Aku sayang ibu. Tulus. Ibu mesti percaya itu. Ibu melahirkan aku dengan darah dan air mata, ibu mengajarkan aku banyak hal yang baik, tentang kebaikan dan kebajikan. Aku juga ngerti kalau, seperti kata ibu, semua ini ibu lakukan demi masa depanku. Tapi ibu juga mesti ingat benar bahwa masa depanku ada ditanganku sendiri. Kalaupun ibu meragukannya, hanya Tuhan yang tahu pasti betapa aku menyayangi ibu, dan betapa aku menyayangi perempuan itu. Perempuan yang ibu usir pergi itu. Perempuan yang dengan kasarnya ibu bentak.

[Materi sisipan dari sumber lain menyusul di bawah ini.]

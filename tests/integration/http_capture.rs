//! End-to-end capture over HTTP
//!
//! Tests the flow: wiremock page -> PageLauncher + HttpFetcher -> agent task
//! -> CoordinatorService -> archive, with no mocks inside the crate.

use std::collections::BTreeSet;
use std::sync::Arc;
use std::time::Duration;

use pagepack::agent::{AgentOptions, HttpFetcher, PageLauncher, DEFAULT_USER_AGENT};
use pagepack::capture::{CaptureSummary, CoordinatorEvent, SurfaceCommand, TargetContextId};
use pagepack::coordinator::CoordinatorService;
use tokio::sync::mpsc;
use wiremock::matchers::{method, path};
use wiremock::{Mock, MockServer, ResponseTemplate};

use super::common::determinism::{fixed_clock, memory_coordinator};
use super::common::fixtures::{unzip, CART_JS, SHOP_PAGE, SITE_CSS};

async fn shop_server() -> MockServer {
    let server = MockServer::start().await;
    Mock::given(method("GET"))
        .and(path("/"))
        .respond_with(
            ResponseTemplate::new(200)
                .insert_header("content-type", "text/html")
                .set_body_string(SHOP_PAGE),
        )
        .mount(&server)
        .await;
    Mock::given(method("GET"))
        .and(path("/css/site.css"))
        .respond_with(ResponseTemplate::new(200).set_body_string(SITE_CSS))
        .mount(&server)
        .await;
    Mock::given(method("GET"))
        .and(path("/js/cart.js"))
        .respond_with(ResponseTemplate::new(200).set_body_string(CART_JS))
        .mount(&server)
        .await;
    server
}

fn launcher(options: AgentOptions) -> PageLauncher {
    let fetcher = HttpFetcher::new(Duration::from_secs(5), DEFAULT_USER_AGENT).unwrap();
    PageLauncher::new(Arc::new(fetcher), fixed_clock(), options)
}

async fn wait_for_complete(
    events: &mut mpsc::UnboundedReceiver<CoordinatorEvent>,
) -> CaptureSummary {
    loop {
        let event = tokio::time::timeout(Duration::from_secs(5), events.recv())
            .await
            .expect("event timed out")
            .expect("event channel closed");
        match event {
            CoordinatorEvent::Complete(summary) => return summary,
            CoordinatorEvent::Error { message } => panic!("capture failed: {}", message),
            _ => {}
        }
    }
}

/// Fetches same-origin resources, omits failures and leaves cross-origin
/// scripts as placeholders
#[tokio::test]
async fn test_capture_page_over_http() {
    let server = shop_server().await;
    let page_url = format!("{}/", server.uri());

    let (coordinator, mut events, sink) =
        memory_coordinator(Arc::new(launcher(AgentOptions::default())));
    let handle = CoordinatorService::new(coordinator).spawn();

    assert!(
        handle
            .send(SurfaceCommand::Start {
                target: TargetContextId::new("tab-1"),
                source_url: page_url.clone(),
                title: "Corner Shop".into(),
            })
            .await
    );

    let summary = wait_for_complete(&mut events).await;
    assert_eq!(summary.counts.html, 1);
    assert_eq!(summary.counts.css, 2);
    assert_eq!(summary.counts.js, 3);
    assert_eq!(summary.counts.other, 0);

    assert!(
        handle
            .send(SurfaceCommand::Download {
                session_id: summary.session_id.clone()
            })
            .await
    );
    handle.shutdown().await.unwrap();

    let entries = unzip(&sink.get("Corner_Shop-frontend.zip").unwrap());
    assert!(entries["index.html"].starts_with("<!DOCTYPE html><html>"));
    assert!(entries["index.html"].contains("<h1>Corner Shop</h1>"));
    assert_eq!(entries["css/inline-style-0.css"], "body{margin:0}");
    assert_eq!(entries["css/site.css"], SITE_CSS);
    assert!(!entries.contains_key("css/missing.css"));
    assert_eq!(entries["js/inline-script-0.js"], "window.shop = {};");
    assert_eq!(entries["js/cart.js"], CART_JS);
    assert!(entries["js/analytics.js"]
        .starts_with("// External script from https://cdn.example.net/lib/analytics.js"));
    assert!(!entries.keys().any(|k| k.contains("inject")));

    let requested: BTreeSet<String> = server
        .received_requests()
        .await
        .unwrap()
        .iter()
        .map(|r| r.url.path().to_string())
        .collect();
    let expected: BTreeSet<String> = ["/", "/css/site.css", "/css/missing.css", "/js/cart.js"]
        .into_iter()
        .map(String::from)
        .collect();
    assert_eq!(requested, expected);
}

/// Concurrent fetching produces the same archive order as sequential
#[tokio::test]
async fn test_concurrent_fetch_keeps_order() {
    let server = shop_server().await;
    Mock::given(method("GET"))
        .and(path("/css/missing.css"))
        .respond_with(
            ResponseTemplate::new(200)
                .set_body_string("late{}")
                .set_delay(Duration::from_millis(200)),
        )
        .mount(&server)
        .await;

    let (mut coordinator, mut events, _sink) = memory_coordinator(Arc::new(launcher(
        AgentOptions::default().with_fetch_concurrency(4),
    )));
    coordinator
        .begin_session(
            TargetContextId::new("tab-1"),
            format!("{}/", server.uri()),
            "Corner Shop",
        )
        .await
        .unwrap();

    let service = CoordinatorService::new(coordinator).spawn();
    let summary = wait_for_complete(&mut events).await;
    assert_eq!(summary.counts.css, 3);

    let coordinator = service.shutdown().await.unwrap();
    let css = coordinator
        .session()
        .unwrap()
        .resources
        .css
        .clone()
        .unwrap();
    let names: Vec<&str> = css.iter().map(|f| f.filename.as_str()).collect();
    assert_eq!(names, vec!["inline-style-0.css", "site.css", "missing.css"]);
}

/// A page that cannot be loaded fails the start
#[tokio::test]
async fn test_unreachable_page_is_an_injection_failure() {
    let server = MockServer::start().await;
    Mock::given(method("GET"))
        .and(path("/gone"))
        .respond_with(ResponseTemplate::new(410))
        .mount(&server)
        .await;

    let (mut coordinator, mut events, _sink) =
        memory_coordinator(Arc::new(launcher(AgentOptions::default())));
    let result = coordinator
        .begin_session(
            TargetContextId::new("tab-1"),
            format!("{}/gone", server.uri()),
            "Gone",
        )
        .await;
    assert!(result.is_err());

    let mut last = None;
    while let Ok(event) = events.try_recv() {
        last = Some(event);
    }
    match last {
        Some(CoordinatorEvent::Error { message }) => {
            assert!(message.starts_with("Failed to inject capture script:"));
            assert!(message.contains("HTTP 410"));
        }
        other => panic!("Expected error, got {:?}", other),
    }
}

Ibu, engkau adalah ibundaku, orang yang aku hormati dan kasihi dengan sungguh. Orang yang ibu tidak sukai itu juga adalah calon istriku. Orang yang akan aku nikahi, to be with and to live with. Jadi pintaku dengan amat sangat, jangan biarkan aku harus memilih…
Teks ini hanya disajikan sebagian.